Angela Patton wants to transform the narrative about young black women. As the CEO of Girls For A Change, a nonprofit based in Richmond, Virginia, Patton leads programs that empower young black women to cultivate their voices, effectively communicating each of their unique stories. “My mom always emphasized being able to communicate with people about my feelings,” begins Patton. “She taught me to confront my problems with words, head-on. I prepared myself to deal with uncomfortable conversations and I try to pass that mindset onto the girls. It’s a necessary skill to effectively communicate what you want out of your career. You can’t control the narrative if everyone else speaks for you.” 

Girls For A Change identifies girls in the community as early as elementary school, setting the foundation for a relationship that will carry on into their early adulthood. “You can’t just give a young girl coding lessons in the third grade and then leave her to figure it out from there. We’re in it for the long haul,” explains Patton. By way of the Girl Ambassador Program Pathways, beginning in the ninth grade and lasting throughout their high school tenure, girls are paired with a string of mentors. Having a new mentor to network with each year for four years provides the opportunity for the girls to refine and retool their career aspirations. “This model has been extraordinary for our girls,” says Patton. “My girls build the muscle of being their strongest advocate. The girls have to learn how to market themselves as they genuinely expand their network with a diverse group of mentors.” 
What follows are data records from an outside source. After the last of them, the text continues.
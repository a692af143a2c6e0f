use std::io::{self, Write};

use crate::packet::Packet;

/// Writes compressed frame payloads to a byte stream, back to back, with no
/// framing of its own.
pub struct PacketSink<W: Write> {
    writer: W,
    packets_written: u64,
    keyframes_written: u64,
    bytes_written: u64,
}

impl<W: Write> PacketSink<W> {
    pub fn new(writer: W) -> Self {
        Self {
            writer,
            packets_written: 0,
            keyframes_written: 0,
            bytes_written: 0,
        }
    }

    /// Writes a frame payload verbatim and returns its keyframe flag.
    /// Packets of other kinds are skipped and return `None`.
    pub fn write_packet(&mut self, packet: &Packet<'_>) -> io::Result<Option<bool>> {
        let Some(frame) = packet.as_frame() else {
            log::trace!("skipping {} packet", packet.kind());
            return Ok(None);
        };

        self.writer.write_all(frame.data)?;

        self.packets_written += 1;
        self.bytes_written += frame.size() as u64;
        if frame.is_key {
            self.keyframes_written += 1;
        }
        log::trace!(
            "wrote packet pts: {}, size: {}, key: {}",
            frame.pts,
            frame.size(),
            frame.is_key
        );
        Ok(Some(frame.is_key))
    }

    pub fn packets_written(&self) -> u64 {
        self.packets_written
    }

    pub fn keyframes_written(&self) -> u64 {
        self.keyframes_written
    }

    pub fn bytes_written(&self) -> u64 {
        self.bytes_written
    }

    /// Flushes buffered output and hands the writer back.
    pub fn finish(mut self) -> io::Result<W> {
        self.writer.flush()?;
        Ok(self.writer)
    }
}

#[cfg(test)]
mod tests {
    use super::*;

    #[test]
    fn writes_payloads_in_order_without_framing() {
        let mut sink = PacketSink::new(Vec::new());
        assert_eq!(
            sink.write_packet(&Packet::frame(&[1, 2, 3], 0, true)).unwrap(),
            Some(true)
        );
        assert_eq!(
            sink.write_packet(&Packet::frame(&[4, 5], 1, false)).unwrap(),
            Some(false)
        );
        assert_eq!(sink.packets_written(), 2);
        assert_eq!(sink.keyframes_written(), 1);
        assert_eq!(sink.bytes_written(), 5);
        assert_eq!(sink.finish().unwrap(), vec![1, 2, 3, 4, 5]);
    }

    #[test]
    fn informational_packets_are_skipped() {
        let mut sink = PacketSink::new(Vec::new());
        assert_eq!(sink.write_packet(&Packet::Stats(&[9, 9])).unwrap(), None);
        assert_eq!(sink.write_packet(&Packet::Other("psnr")).unwrap(), None);
        assert_eq!(sink.packets_written(), 0);
        assert!(sink.finish().unwrap().is_empty());
    }

    #[test]
    fn short_write_is_an_error() {
        let mut buf = [0u8; 4];
        let mut sink = PacketSink::new(&mut buf[..]);
        sink.write_packet(&Packet::frame(&[1, 2, 3], 0, true))
            .unwrap();
        let err = sink
            .write_packet(&Packet::frame(&[4, 5, 6], 1, false))
            .unwrap_err();
        assert_eq!(err.kind(), io::ErrorKind::WriteZero);
        assert_eq!(sink.packets_written(), 1);
    }
}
Angela Patton’s passion for strengthening her community fuels optimism for the future. She is clearly planting the seeds for creating women like her to carry her work forward and further solidify their worth. “My aim is to create a blueprint for girls to follow and use for generations to come,” she explains. “There is nothing more powerful than knowing one’s purpose. I’m a mother, a daughter, wife, and auntie, but my purpose and role on Earth are to do this work. That purpose isn’t meant to be stuck on what it means to be a black woman today, but it’s about what that legacy could mean tomorrow. My great-grandmother would never imagine what I’ve been able to build. And yet, I’m only able to do it because of what she accomplished. For the rest of my life, I’ll be paying it back to her. Preparing black girls for the world, and the world for black girls.”